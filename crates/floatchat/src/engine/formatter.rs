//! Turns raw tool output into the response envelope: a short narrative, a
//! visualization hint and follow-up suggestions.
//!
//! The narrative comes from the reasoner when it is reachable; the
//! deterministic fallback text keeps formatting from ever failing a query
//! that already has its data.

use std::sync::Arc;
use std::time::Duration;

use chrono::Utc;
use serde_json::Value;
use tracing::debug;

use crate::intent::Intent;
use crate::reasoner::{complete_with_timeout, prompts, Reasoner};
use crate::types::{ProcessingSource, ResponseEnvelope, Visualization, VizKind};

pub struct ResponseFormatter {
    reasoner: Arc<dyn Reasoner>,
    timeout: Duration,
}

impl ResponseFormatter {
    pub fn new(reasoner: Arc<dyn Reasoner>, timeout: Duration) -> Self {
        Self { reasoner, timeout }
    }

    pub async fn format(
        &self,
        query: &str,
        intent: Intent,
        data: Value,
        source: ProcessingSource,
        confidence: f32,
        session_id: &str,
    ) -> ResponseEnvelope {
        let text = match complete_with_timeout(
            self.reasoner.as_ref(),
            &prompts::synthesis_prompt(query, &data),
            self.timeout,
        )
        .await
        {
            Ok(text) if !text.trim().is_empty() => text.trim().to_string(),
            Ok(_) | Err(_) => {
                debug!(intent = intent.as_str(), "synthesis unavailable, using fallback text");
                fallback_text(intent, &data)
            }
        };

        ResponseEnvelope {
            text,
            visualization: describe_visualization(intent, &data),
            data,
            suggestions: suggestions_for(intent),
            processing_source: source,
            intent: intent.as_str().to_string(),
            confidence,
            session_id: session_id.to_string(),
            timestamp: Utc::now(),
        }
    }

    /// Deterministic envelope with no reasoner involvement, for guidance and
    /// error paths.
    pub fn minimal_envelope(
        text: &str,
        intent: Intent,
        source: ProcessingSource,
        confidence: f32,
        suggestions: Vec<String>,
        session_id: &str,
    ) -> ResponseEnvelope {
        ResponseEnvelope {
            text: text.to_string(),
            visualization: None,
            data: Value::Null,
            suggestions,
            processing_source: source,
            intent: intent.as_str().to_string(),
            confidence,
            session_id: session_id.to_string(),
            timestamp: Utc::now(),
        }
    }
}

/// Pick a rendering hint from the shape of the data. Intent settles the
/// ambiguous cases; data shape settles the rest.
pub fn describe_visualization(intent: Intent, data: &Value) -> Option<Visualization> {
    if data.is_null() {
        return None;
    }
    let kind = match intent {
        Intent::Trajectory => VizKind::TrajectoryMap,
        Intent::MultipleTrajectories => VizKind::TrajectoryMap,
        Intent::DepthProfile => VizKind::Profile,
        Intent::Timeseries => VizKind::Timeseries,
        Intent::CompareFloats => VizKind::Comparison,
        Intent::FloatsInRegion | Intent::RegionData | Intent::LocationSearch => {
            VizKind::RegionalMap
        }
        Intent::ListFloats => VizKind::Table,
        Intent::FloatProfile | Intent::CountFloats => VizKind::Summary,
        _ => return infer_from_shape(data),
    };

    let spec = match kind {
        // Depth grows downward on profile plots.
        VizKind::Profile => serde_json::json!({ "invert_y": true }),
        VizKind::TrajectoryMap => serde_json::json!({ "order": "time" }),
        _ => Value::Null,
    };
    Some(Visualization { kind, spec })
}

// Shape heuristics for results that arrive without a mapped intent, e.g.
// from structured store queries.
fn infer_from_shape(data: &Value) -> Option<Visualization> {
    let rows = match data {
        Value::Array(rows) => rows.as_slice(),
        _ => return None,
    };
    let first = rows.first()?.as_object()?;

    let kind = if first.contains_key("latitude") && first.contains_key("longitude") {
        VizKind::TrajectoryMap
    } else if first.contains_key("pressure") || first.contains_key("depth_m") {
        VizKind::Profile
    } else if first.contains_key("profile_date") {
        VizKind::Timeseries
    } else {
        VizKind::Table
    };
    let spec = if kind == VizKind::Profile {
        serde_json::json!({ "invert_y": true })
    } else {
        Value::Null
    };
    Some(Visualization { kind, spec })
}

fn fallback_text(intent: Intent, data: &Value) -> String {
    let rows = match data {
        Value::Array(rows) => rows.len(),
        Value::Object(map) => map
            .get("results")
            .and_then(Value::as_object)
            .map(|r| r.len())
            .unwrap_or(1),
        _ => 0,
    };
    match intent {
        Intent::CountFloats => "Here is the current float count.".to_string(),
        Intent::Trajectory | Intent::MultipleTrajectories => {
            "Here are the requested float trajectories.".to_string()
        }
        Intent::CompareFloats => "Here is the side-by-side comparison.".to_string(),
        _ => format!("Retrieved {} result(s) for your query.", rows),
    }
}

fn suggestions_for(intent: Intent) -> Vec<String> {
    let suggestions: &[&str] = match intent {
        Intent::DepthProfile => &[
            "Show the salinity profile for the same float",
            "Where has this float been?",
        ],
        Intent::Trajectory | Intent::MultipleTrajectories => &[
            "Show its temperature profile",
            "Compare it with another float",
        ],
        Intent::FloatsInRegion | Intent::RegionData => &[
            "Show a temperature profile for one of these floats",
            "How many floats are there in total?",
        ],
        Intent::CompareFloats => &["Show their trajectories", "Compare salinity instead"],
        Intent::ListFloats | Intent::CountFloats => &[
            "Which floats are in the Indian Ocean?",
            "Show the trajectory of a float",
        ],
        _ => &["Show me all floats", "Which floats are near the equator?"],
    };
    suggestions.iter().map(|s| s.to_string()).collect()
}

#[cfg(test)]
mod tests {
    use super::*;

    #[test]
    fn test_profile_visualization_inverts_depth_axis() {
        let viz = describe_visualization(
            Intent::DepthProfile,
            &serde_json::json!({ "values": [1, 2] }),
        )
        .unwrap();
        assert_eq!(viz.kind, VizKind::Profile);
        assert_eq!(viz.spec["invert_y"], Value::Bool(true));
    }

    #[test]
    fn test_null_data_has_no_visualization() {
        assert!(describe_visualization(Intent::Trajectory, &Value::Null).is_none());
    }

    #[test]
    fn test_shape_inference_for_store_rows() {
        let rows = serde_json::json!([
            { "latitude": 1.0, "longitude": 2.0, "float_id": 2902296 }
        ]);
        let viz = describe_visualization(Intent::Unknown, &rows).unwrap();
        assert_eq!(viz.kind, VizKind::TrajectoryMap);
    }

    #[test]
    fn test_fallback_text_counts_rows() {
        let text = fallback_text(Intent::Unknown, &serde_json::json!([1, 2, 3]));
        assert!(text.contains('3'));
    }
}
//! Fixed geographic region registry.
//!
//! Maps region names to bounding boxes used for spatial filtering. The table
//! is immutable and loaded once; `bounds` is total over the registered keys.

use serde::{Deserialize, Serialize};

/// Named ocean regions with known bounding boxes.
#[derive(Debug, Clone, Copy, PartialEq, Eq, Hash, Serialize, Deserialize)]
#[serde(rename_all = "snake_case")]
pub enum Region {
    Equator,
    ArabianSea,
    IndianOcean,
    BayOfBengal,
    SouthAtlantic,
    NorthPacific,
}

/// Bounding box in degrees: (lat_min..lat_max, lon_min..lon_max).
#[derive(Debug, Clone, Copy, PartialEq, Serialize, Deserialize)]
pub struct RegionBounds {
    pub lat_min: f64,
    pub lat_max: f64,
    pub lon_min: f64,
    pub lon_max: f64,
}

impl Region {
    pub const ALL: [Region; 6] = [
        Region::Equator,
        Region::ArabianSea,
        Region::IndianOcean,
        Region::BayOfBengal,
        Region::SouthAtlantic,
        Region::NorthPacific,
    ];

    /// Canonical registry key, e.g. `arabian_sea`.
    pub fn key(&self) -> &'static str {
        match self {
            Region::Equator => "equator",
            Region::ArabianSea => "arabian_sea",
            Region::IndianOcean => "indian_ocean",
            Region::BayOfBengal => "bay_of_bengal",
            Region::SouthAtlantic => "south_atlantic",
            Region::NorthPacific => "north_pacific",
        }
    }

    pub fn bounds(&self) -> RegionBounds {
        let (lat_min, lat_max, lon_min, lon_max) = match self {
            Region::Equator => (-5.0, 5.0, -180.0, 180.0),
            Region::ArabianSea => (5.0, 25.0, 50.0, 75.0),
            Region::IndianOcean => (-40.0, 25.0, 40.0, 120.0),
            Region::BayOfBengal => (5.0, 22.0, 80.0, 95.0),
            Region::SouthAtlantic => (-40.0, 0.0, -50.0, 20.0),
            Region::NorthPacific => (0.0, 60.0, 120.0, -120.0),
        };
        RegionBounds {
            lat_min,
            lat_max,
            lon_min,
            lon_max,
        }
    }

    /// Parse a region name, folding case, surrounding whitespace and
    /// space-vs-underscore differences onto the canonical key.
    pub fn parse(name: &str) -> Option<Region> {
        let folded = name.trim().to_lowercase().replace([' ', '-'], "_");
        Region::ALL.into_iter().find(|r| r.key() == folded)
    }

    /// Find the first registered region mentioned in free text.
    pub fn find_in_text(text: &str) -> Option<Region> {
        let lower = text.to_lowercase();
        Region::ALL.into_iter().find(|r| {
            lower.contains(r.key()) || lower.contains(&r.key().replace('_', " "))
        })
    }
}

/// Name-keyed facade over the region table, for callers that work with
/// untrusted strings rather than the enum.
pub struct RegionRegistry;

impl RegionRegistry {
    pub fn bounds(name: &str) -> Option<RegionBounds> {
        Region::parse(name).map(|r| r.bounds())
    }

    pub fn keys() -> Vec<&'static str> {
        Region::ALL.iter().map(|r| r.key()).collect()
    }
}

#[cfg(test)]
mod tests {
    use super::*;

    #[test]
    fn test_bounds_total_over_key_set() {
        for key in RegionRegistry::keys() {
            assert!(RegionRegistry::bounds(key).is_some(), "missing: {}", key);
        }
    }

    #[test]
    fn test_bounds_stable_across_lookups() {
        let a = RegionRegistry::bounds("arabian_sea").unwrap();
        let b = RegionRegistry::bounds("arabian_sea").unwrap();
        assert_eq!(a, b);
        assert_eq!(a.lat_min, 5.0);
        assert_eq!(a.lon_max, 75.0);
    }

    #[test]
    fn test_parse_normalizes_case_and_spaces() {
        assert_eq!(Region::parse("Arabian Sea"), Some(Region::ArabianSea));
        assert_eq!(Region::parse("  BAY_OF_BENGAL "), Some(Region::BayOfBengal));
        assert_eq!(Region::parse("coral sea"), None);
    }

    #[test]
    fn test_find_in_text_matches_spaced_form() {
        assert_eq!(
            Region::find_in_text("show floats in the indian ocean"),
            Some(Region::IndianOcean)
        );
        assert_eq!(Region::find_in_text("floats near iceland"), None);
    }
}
───
Exercise:
Set the entries down again exactly, beginning with their first line and ending with the line that contains "use std::sync::Arc;"; omit all other lines.

Result of this exercise:
filename crates/floatchat/src/engine/formatter.rs
//! Turns raw tool output into the response envelope: a short narrative, a
//! visualization hint and follow-up suggestions.
//!
//! The narrative comes from the reasoner when it is reachable; the
//! deterministic fallback text keeps formatting from ever failing a query
//! that already has its data.

use std::sync::Arc;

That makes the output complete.